その後、優子は辞表を提出している。昨年の十月末であった。だが、優子の事情を全て承知した上で、辛嶋が保留にした。
辛嶋が、話題を変える。
「新薬の件だけどね。次回の合同カンファレンスでも話すけど、販売中止の方向だ」
舞は、安堵の気持ちと同時に、損失額の大きさが気に懸かった。新薬モーニスコプラは、現在、販売延期となっている。プレス発表の内容は、主成分ボルテキセチンの濃度調整だった。愉快そうな表情で、辛嶋が続ける。
「芦屋医大側は、錦城先生の隠しデータを井田製薬に公表し、販売を中止する考えだ。茂森理事長の采配で、井田製薬には、和解金を支払って、納得してもらうよ」
錦城の隠しデータとは、仁川祐司と荒垣政勝が実証した副作用のデータだ。ボルテキセチン自体は、アメリカの化学者により、近年、正式に認められた物質だ。そのため、祐司が考案した物質にはならない。辛嶋が、さらに続ける。
「仁川君が発見した《名のない物質》は、現在のボルテキセチンの化学式と類似している。ボルテキセチンが正式発表される前のデータだけど、副作用の実証には、充分な威力がある、と芦屋医大側は結論付けたんだ」
「反対される教授陣も、多かったでしょうね?」と舞は、訊ねる。
「損失額を考えると、頭の痛い話だし、一時的に恥を掻くかもね。だけど、強力な副作用による被害者が続出したら、それこそ、芦屋医大も井田製薬も、致命傷になるからなぁ」
辛嶋は、野心から医局長のポストを引き受けた訳ではなかった。新薬モーニスコプラの販売中止を巡って、これから様々な問題が出てくる。浮浪者殺人事件も、北島楓の犯行も、その一環だ。自身が医局長となって、問題解決に臨む覚悟があるようだ。
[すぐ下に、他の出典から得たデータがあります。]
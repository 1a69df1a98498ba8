//! Total/Used/Pending/Available ledger.
//!
//! Every mutation goes through one of the functions below, each of which
//! leaves `available = total - used - pending` non-negative or refuses.
//! They only touch the in-memory row; callers persist it inside the same
//! unit of work as the matching application change.

use chrono::{Datelike, NaiveDate};
use rust_decimal::Decimal;
use serde::Deserialize;
use tracing::{info, instrument};
use utoipa::ToSchema;

use crate::leave::accrual;
use crate::leave::error::LeaveError;
use crate::leave::lifecycle::LeaveService;
use crate::model::employee::Employee;
use crate::model::leave_balance::{BalanceKey, BalanceView, LeaveBalance, NewLeaveBalance};
use crate::model::leave_type::{LeaveCategory, LeaveType};
use crate::store::LeaveTx;

fn ensure_consistent(balance: &LeaveBalance) -> Result<(), LeaveError> {
    if balance.total_days < Decimal::ZERO
        || balance.used_days < Decimal::ZERO
        || balance.pending_days < Decimal::ZERO
        || balance.available_days() < Decimal::ZERO
    {
        return Err(LeaveError::LedgerInvariant(format!(
            "balance {}: total {}, used {}, pending {}",
            balance.id, balance.total_days, balance.used_days, balance.pending_days
        )));
    }
    Ok(())
}

fn ensure_available(balance: &LeaveBalance, days: Decimal) -> Result<(), LeaveError> {
    let available = balance.available_days();
    if available < days {
        return Err(LeaveError::InsufficientBalance {
            requested: days,
            available,
        });
    }
    Ok(())
}

/// Submission: hold `days` against the balance.
pub fn reserve(balance: &mut LeaveBalance, days: Decimal) -> Result<(), LeaveError> {
    ensure_available(balance, days)?;
    let mut next = balance.clone();
    next.pending_days += days;
    ensure_consistent(&next)?;
    *balance = next;
    Ok(())
}

/// Rejection or cancellation of a pending application.
pub fn release_pending(balance: &mut LeaveBalance, days: Decimal) -> Result<(), LeaveError> {
    let mut next = balance.clone();
    next.pending_days -= days;
    ensure_consistent(&next)?;
    *balance = next;
    Ok(())
}

/// Approval: move `days` from pending to used.
pub fn settle_pending(balance: &mut LeaveBalance, days: Decimal) -> Result<(), LeaveError> {
    let mut next = balance.clone();
    next.pending_days -= days;
    next.used_days += days;
    ensure_consistent(&next)?;
    *balance = next;
    Ok(())
}

/// Cancellation of an approved application.
pub fn restore_used(balance: &mut LeaveBalance, days: Decimal) -> Result<(), LeaveError> {
    let mut next = balance.clone();
    next.used_days -= days;
    ensure_consistent(&next)?;
    *balance = next;
    Ok(())
}

/// Leave types without an approval step are debited straight to used.
pub fn consume(balance: &mut LeaveBalance, days: Decimal) -> Result<(), LeaveError> {
    ensure_available(balance, days)?;
    let mut next = balance.clone();
    next.used_days += days;
    ensure_consistent(&next)?;
    *balance = next;
    Ok(())
}

/// Direct edit of total and/or used by HR or an administrator.
#[derive(Debug, Clone, Default, Deserialize, ToSchema)]
pub struct BalanceAdjustment {
    #[schema(example = "18.0", value_type = Option<String>)]
    pub total_days: Option<Decimal>,
    #[schema(example = "2.0", value_type = Option<String>)]
    pub used_days: Option<Decimal>,
}

pub fn adjust(
    balance: &mut LeaveBalance,
    adjustment: &BalanceAdjustment,
) -> Result<(), LeaveError> {
    let mut next = balance.clone();
    if let Some(total) = adjustment.total_days {
        next.total_days = total;
    }
    if let Some(used) = adjustment.used_days {
        next.used_days = used;
    }
    ensure_consistent(&next).map_err(|_| {
        LeaveError::Validation(format!(
            "adjustment leaves balance {} with total {}, used {}, pending {}",
            next.id, next.total_days, next.used_days, next.pending_days
        ))
    })?;
    *balance = next;
    Ok(())
}

/// Returns the balance row for `(employee, leave type, year)`, creating it
/// from the accrual rules when missing. The bool reports a fresh row.
///
/// An existing row of a tenure-gated category is raised to the entitlement
/// due on `today`; its total is never lowered.
pub(crate) async fn open_balance(
    tx: &mut dyn LeaveTx,
    leave_type: &LeaveType,
    employee: &Employee,
    year: i32,
    today: NaiveDate,
    carry_forward_cap: Decimal,
) -> Result<(LeaveBalance, bool), LeaveError> {
    let key = BalanceKey::new(employee.id, leave_type.id, year);
    let reference = accrual::reference_date_for_year(year, today);
    let category = leave_type.category();
    let allocated =
        accrual::entitlement(category, leave_type.default_days, employee.hire_date, reference);

    if let Some(mut existing) = tx.balance(key).await? {
        let due = allocated + existing.carry_forward_days;
        if accrual::grows_with_tenure(category) && due > existing.total_days {
            let before = existing.total_days;
            existing.total_days = due;
            tx.save_balance(&existing).await?;
            info!(
                employee_id = employee.id,
                leave_type_id = leave_type.id,
                year,
                total_before = %before,
                total_after = %due,
                "Leave balance topped up"
            );
        }
        return Ok((existing, false));
    }
    let carried = if category == LeaveCategory::Annual && year > employee.hire_date.year() {
        let previous = tx.balance(key.previous_year()).await?;
        accrual::carry_forward(previous.as_ref(), carry_forward_cap)
    } else {
        Decimal::ZERO
    };

    let created = tx
        .insert_balance(NewLeaveBalance {
            key,
            total_days: allocated + carried,
            carry_forward_days: carried,
        })
        .await?;
    info!(
        employee_id = employee.id,
        leave_type_id = leave_type.id,
        year,
        allocated = %allocated,
        carried = %carried,
        "Leave balance opened"
    );
    Ok((created, true))
}

impl LeaveService {
    /// Every active leave type's balance for the year, opening missing rows.
    pub async fn balances(
        &self,
        employee_id: u64,
        year: i32,
    ) -> Result<Vec<BalanceView>, LeaveError> {
        let (views, _) = self.open_year(employee_id, year).await?;
        Ok(views)
    }

    /// Opens the year's balances ahead of use. Returns how many rows were created.
    #[instrument(skip(self))]
    pub async fn initialize_year(&self, employee_id: u64, year: i32) -> Result<usize, LeaveError> {
        let (_, created) = self.open_year(employee_id, year).await?;
        info!(employee_id, year, created, "Leave year initialised");
        Ok(created)
    }

    async fn open_year(
        &self,
        employee_id: u64,
        year: i32,
    ) -> Result<(Vec<BalanceView>, usize), LeaveError> {
        let employee = self.employee(employee_id).await?;
        let leave_types = self.store().active_leave_types().await?;
        let today = self.clock().today();

        let mut tx = self.store().begin().await?;
        tx.lock_employee(employee_id).await?;
        let mut views = Vec::with_capacity(leave_types.len());
        let mut created = 0;
        for leave_type in &leave_types {
            let (balance, fresh) = open_balance(
                tx.as_mut(),
                leave_type,
                &employee,
                year,
                today,
                self.policy().carry_forward_cap,
            )
            .await?;
            if fresh {
                created += 1;
            }
            views.push(BalanceView::new(balance, leave_type.name.clone()));
        }
        tx.commit().await?;
        Ok((views, created))
    }

    /// Administrative override. Bypasses the state machine but not the
    /// non-negativity rules.
    #[instrument(skip(self))]
    pub async fn adjust_balance(
        &self,
        key: BalanceKey,
        adjustment: BalanceAdjustment,
    ) -> Result<LeaveBalance, LeaveError> {
        let mut tx = self.store().begin().await?;
        let mut balance = tx
            .balance(key)
            .await?
            .ok_or_else(|| LeaveError::not_found("leave balance", key.employee_id))?;
        let before = balance.clone();
        adjust(&mut balance, &adjustment)?;
        tx.save_balance(&balance).await?;
        tx.commit().await?;

        info!(
            employee_id = key.employee_id,
            leave_type_id = key.leave_type_id,
            year = key.year,
            total_before = %before.total_days,
            total_after = %balance.total_days,
            used_before = %before.used_days,
            used_after = %balance.used_days,
            "Leave balance adjusted"
        );
        Ok(balance)
    }
}

#[cfg(test)]
mod tests {
    use super::*;

    fn balance(total: i64, used: i64, pending: i64) -> LeaveBalance {
        LeaveBalance {
            id: 1,
            employee_id: 10,
            leave_type_id: 1,
            year: 2026,
            total_days: Decimal::from(total),
            used_days: Decimal::from(used),
            pending_days: Decimal::from(pending),
            carry_forward_days: Decimal::ZERO,
        }
    }

    fn days(value: i64) -> Decimal {
        Decimal::from(value)
    }

    #[test]
    fn reserve_holds_days_as_pending() {
        let mut row = balance(15, 0, 0);
        reserve(&mut row, days(3)).expect("reserve");
        assert_eq!(row.pending_days, days(3));
        assert_eq!(row.available_days(), days(12));
    }

    #[test]
    fn reserve_refuses_more_than_available() {
        let mut row = balance(15, 13, 0);
        match reserve(&mut row, days(3)) {
            Err(LeaveError::InsufficientBalance {
                requested,
                available,
            }) => {
                assert_eq!(requested, days(3));
                assert_eq!(available, days(2));
            }
            other => panic!("expected InsufficientBalance, got {other:?}"),
        }
        assert_eq!(row, balance(15, 13, 0));
    }

    #[test]
    fn settle_moves_pending_to_used_without_changing_available() {
        let mut row = balance(15, 2, 3);
        settle_pending(&mut row, days(3)).expect("settle");
        assert_eq!(row.pending_days, Decimal::ZERO);
        assert_eq!(row.used_days, days(5));
        assert_eq!(row.available_days(), days(10));
    }

    #[test]
    fn release_and_restore_refuse_to_go_negative() {
        let mut row = balance(15, 1, 2);
        assert!(matches!(
            release_pending(&mut row, days(3)),
            Err(LeaveError::LedgerInvariant(_))
        ));
        assert!(matches!(
            restore_used(&mut row, days(2)),
            Err(LeaveError::LedgerInvariant(_))
        ));
        assert_eq!(row, balance(15, 1, 2));
    }

    #[test]
    fn consume_debits_used_directly() {
        let mut row = balance(3, 0, 0);
        consume(&mut row, days(3)).expect("consume");
        assert_eq!(row.used_days, days(3));
        assert!(consume(&mut row, days(1)).is_err());
    }

    #[test]
    fn adjustment_must_keep_available_non_negative() {
        let mut row = balance(15, 5, 4);
        let shrink = BalanceAdjustment {
            total_days: Some(days(8)),
            used_days: None,
        };
        assert!(matches!(
            adjust(&mut row, &shrink),
            Err(LeaveError::Validation(_))
        ));

        let negative = BalanceAdjustment {
            total_days: None,
            used_days: Some(days(-1)),
        };
        assert!(adjust(&mut row, &negative).is_err());

        let fine = BalanceAdjustment {
            total_days: Some(days(20)),
            used_days: Some(days(6)),
        };
        adjust(&mut row, &fine).expect("valid adjustment");
        assert_eq!(row.available_days(), days(10));
    }
}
辛嶋の話題が変わる。理事長の茂森正雄の判断力に感服しているようだ。事実、浮浪者殺人事件のその後の展開と、錦城の死の真相は、マスコミで騒がれる事態はなかった。これらも、茂森正雄の采配だと、考えられた。
一連の事件の真相は、時折り、荒垣から情報を得た。早朝、カフェ《ブリック》で落ち合うと、荒垣は舞に調査書を見せてくれた。暗黙の了解で、重要な点は会話にしなかった。
調査書を見せてもらった日は、帰宅後、舞は、必ず愛用のノートに、概要を書き留めた。
調査書の出所は、《小出弁護士事務所》だと思われる。荒垣が、調査を依頼しているのか、西宮警察署の喜多川の配慮なのかは、分からない。舞は、後者だと考えていた。